> **Prompt**:
If a line in the entries below holds the string "DbErr", copy it.

Data records
┌──
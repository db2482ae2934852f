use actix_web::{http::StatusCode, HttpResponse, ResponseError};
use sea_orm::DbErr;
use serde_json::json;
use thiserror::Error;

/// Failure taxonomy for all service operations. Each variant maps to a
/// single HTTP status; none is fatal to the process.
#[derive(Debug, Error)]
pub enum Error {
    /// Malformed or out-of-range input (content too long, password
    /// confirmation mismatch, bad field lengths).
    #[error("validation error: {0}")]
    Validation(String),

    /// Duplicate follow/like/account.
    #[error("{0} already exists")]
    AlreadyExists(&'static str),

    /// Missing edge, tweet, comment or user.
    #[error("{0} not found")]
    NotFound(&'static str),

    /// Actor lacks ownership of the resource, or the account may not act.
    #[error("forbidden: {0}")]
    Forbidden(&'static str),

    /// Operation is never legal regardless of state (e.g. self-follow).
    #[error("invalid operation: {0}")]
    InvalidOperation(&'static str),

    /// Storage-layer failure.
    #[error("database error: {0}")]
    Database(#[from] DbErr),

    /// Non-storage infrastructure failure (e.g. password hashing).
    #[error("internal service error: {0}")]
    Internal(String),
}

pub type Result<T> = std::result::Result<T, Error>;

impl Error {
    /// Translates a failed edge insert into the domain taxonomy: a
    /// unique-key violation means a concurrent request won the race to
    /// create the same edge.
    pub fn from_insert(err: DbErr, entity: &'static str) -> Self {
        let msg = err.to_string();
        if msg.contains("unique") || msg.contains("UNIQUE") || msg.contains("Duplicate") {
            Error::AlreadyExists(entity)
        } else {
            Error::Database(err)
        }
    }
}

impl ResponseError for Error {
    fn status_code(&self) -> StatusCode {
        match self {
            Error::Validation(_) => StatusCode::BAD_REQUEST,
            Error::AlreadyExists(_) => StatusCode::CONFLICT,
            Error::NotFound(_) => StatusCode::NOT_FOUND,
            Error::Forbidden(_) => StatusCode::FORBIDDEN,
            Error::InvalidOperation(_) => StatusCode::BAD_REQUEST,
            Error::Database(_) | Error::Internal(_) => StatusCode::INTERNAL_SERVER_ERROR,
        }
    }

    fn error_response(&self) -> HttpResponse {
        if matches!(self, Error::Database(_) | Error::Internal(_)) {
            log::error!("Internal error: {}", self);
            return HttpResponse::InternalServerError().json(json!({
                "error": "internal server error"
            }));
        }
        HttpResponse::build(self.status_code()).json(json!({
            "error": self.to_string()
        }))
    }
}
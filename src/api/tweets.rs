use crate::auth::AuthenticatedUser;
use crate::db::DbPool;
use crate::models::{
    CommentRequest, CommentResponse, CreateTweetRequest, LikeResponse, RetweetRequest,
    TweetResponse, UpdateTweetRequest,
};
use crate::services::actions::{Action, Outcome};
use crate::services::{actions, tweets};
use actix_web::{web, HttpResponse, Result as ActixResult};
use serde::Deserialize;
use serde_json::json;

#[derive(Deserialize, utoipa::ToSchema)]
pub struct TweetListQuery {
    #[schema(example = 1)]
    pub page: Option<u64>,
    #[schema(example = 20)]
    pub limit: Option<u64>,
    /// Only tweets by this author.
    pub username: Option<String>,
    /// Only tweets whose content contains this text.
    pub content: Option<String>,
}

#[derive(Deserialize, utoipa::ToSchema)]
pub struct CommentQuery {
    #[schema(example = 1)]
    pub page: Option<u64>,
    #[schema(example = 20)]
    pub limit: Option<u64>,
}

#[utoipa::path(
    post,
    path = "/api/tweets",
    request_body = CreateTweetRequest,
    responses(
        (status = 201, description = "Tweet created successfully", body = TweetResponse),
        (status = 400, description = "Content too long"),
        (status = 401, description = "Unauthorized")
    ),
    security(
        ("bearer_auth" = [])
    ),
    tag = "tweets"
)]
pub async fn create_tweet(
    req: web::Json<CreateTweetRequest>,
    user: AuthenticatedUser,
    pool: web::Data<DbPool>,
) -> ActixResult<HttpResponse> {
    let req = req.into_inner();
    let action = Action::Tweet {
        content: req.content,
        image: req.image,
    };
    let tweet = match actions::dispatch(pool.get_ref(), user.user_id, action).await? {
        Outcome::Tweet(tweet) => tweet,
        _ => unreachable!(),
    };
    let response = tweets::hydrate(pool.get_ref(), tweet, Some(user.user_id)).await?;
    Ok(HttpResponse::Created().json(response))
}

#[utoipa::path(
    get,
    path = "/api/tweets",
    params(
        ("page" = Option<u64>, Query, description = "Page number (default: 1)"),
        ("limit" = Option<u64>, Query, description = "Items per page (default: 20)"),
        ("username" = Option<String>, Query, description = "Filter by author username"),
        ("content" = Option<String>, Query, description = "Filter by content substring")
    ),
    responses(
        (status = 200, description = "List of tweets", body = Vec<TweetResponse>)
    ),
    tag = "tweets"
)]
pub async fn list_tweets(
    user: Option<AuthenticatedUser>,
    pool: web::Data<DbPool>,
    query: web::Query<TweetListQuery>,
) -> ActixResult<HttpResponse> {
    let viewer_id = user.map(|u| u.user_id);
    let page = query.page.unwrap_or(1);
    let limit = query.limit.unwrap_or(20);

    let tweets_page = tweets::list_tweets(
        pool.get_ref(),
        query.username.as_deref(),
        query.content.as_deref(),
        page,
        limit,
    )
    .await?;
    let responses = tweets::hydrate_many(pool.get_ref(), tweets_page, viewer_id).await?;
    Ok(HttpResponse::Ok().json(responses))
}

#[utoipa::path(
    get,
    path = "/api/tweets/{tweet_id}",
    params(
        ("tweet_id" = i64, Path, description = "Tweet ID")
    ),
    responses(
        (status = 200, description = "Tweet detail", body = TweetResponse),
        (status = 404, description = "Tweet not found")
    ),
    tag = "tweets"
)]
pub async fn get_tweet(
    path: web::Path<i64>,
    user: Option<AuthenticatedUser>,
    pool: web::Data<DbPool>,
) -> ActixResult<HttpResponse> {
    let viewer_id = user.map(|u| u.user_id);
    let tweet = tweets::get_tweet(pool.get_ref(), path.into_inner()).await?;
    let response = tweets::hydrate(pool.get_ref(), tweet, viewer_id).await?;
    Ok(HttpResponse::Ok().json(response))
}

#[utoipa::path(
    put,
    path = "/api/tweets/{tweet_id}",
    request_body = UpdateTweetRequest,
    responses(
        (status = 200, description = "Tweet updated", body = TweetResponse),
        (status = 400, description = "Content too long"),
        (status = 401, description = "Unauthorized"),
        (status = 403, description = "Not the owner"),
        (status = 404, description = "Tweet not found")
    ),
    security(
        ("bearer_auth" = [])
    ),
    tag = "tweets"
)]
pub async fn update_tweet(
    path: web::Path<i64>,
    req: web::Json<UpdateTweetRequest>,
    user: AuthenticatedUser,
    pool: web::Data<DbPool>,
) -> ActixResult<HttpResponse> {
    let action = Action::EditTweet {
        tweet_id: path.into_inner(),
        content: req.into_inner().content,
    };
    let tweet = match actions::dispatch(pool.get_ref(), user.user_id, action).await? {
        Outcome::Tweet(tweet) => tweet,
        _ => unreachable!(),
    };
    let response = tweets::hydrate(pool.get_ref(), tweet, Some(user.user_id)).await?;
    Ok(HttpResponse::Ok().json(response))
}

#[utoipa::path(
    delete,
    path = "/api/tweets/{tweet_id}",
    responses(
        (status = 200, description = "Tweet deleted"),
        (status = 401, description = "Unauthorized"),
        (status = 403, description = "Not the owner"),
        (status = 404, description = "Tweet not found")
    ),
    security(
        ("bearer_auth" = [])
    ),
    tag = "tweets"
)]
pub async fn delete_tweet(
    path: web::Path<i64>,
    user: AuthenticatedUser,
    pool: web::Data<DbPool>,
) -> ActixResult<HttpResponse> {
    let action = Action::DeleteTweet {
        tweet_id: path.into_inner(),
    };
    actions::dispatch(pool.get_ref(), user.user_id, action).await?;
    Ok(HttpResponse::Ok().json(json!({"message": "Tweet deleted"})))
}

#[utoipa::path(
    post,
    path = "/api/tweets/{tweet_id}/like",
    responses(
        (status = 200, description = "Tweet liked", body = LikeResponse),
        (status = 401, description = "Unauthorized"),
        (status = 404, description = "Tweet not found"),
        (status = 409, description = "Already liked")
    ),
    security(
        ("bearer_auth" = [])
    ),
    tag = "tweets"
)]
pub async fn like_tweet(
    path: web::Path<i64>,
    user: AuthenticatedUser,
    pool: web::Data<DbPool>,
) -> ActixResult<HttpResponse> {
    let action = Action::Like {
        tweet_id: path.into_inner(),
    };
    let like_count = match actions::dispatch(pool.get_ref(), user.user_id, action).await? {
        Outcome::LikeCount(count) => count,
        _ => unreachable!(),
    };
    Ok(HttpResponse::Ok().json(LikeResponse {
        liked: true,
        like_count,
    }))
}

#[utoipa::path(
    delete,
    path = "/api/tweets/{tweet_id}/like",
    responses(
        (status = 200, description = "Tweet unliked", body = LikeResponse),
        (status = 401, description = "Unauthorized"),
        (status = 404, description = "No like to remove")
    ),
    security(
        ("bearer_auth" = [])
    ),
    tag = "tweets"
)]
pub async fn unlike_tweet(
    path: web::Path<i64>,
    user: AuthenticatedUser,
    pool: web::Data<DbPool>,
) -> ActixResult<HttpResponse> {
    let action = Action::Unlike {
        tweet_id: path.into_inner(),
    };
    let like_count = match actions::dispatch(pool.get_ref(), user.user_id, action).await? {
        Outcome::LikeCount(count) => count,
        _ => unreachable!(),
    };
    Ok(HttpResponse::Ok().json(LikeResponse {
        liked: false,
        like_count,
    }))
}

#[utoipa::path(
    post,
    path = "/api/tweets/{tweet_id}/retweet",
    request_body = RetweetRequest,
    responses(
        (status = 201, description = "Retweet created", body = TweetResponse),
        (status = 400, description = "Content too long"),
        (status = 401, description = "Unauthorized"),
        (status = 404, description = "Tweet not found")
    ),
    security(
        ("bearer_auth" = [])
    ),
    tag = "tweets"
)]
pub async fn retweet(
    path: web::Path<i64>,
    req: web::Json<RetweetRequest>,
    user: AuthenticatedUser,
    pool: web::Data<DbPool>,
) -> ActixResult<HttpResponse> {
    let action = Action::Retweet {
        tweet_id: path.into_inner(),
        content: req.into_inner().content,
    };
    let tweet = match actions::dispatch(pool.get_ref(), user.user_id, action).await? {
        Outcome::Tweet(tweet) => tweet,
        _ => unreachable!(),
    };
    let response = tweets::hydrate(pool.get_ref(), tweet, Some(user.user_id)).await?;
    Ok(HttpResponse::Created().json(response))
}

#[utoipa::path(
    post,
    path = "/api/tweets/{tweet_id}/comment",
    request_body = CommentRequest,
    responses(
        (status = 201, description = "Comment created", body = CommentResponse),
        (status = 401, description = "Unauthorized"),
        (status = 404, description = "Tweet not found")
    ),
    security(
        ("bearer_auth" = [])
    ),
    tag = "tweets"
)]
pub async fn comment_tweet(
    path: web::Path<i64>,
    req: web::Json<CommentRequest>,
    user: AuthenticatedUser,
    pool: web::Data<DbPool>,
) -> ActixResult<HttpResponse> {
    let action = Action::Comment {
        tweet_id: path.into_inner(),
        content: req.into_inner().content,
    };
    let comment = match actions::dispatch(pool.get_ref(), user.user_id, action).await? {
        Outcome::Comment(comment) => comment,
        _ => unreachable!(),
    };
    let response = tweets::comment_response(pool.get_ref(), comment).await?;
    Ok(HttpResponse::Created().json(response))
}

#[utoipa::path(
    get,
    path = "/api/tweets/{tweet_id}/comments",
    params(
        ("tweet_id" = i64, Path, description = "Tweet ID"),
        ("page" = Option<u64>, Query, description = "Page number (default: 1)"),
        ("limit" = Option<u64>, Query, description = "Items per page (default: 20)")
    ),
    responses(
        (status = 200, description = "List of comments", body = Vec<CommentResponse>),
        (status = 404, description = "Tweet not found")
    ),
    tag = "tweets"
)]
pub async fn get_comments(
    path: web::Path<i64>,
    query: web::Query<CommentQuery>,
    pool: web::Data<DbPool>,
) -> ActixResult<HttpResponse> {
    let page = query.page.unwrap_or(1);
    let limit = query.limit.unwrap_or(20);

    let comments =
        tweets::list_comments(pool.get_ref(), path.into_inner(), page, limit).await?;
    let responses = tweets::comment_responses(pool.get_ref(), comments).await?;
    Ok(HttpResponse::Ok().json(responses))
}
└──
> **Exercise output**:
use sea_orm::DbErr;
    Database(#[from] DbErr),
    pub fn from_insert(err: DbErr, entity: &'static str) -> Self {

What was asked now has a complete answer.